Delrue Charlotte, De Bruyne Sander, Speeckaert Marijn M
Department of Nephrology, Ghent University Hospital, 9000 Ghent, Belgium.
Department of Laboratory Medicine, Ghent University Hospital, 9000 Ghent, Belgium.
Biomedicines. 2024 Mar 3;12(3):568. doi: 10.3390/biomedicines12030568.
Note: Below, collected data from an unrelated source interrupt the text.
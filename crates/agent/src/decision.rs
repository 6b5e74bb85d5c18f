//! Interface to the external decision-maker

use crate::state::Turn;
use serde::{Deserialize, Serialize};
use serde_json::Value;
use thiserror::Error;

/// Catalog entry as presented to the decision-maker
#[derive(Debug, Clone, PartialEq, Serialize, Deserialize)]
pub struct ActionSpec {
    pub name: String,
    pub description: String,

    /// JSON Schema of the accepted arguments
    pub input_schema: Value,
}

/// Either a final answer or exactly one action to run next
#[derive(Debug, Clone, PartialEq)]
pub enum Decision {
    Finish(String),
    Invoke { name: String, arguments: Value },
}

impl Decision {
    /// Convenience constructor for an action request
    pub fn invoke(name: &str, arguments: Value) -> Self {
        Decision::Invoke {
            name: name.to_string(),
            arguments,
        }
    }
}

/// Failures reported by a decision-maker implementation
#[derive(Debug, Error)]
pub enum AgentError {
    #[error("decision maker failed: {0}")]
    Decision(String),

    #[error("decision maker returned an unusable response: {0}")]
    InvalidResponse(String),
}

/// Chooses the next step from the transcript and the available actions
///
/// Implementations are opaque to the orchestrator, typically a language
/// model client. The orchestrator only guarantees that `transcript` holds
/// every turn of the current run in order.
pub trait DecisionMaker {
    fn decide(&self, transcript: &[Turn], actions: &[ActionSpec]) -> Result<Decision, AgentError>;
}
The emergence of artificial intelligence and machine learning (ML) has revolutionized the landscape of clinical medicine, offering opportunities to improve medical practice and research. This narrative review explores the current status and prospects of applying ML to chronic kidney disease (CKD). ML, at the intersection of statistics and computer science, enables computers to derive insights from extensive datasets, thereby presenting an interesting landscape for constructing statistical models and improving data interpretation. The integration of ML into clinical algorithms aims to increase efficiency and promote its adoption as a standard approach to data interpretation in nephrology. As the field of ML continues to evolve, collaboration between clinicians and data scientists is essential for defining data-sharing and usage policies, ultimately contributing to the advancement of precision diagnostics and personalized medicine in the context of CKD.
人工智能和机器学习(ML)的出现彻底改变了临床医学的格局,为改善医疗实践和研究提供了机遇。这篇叙述性综述探讨了将机器学习应用于慢性肾脏病(CKD)的现状和前景。机器学习处于统计学和计算机科学的交叉领域,使计算机能够从大量数据集中获取见解,从而为构建统计模型和改进数据解读呈现出一个有趣的局面。将机器学习整合到临床算法中旨在提高效率,并促进其作为肾脏病学中数据解读的标准方法被采用。随着机器学习领域的不断发展,临床医生和数据科学家之间的合作对于定义数据共享和使用政策至关重要,最终有助于在慢性肾脏病的背景下推动精准诊断和个性化医疗的进步。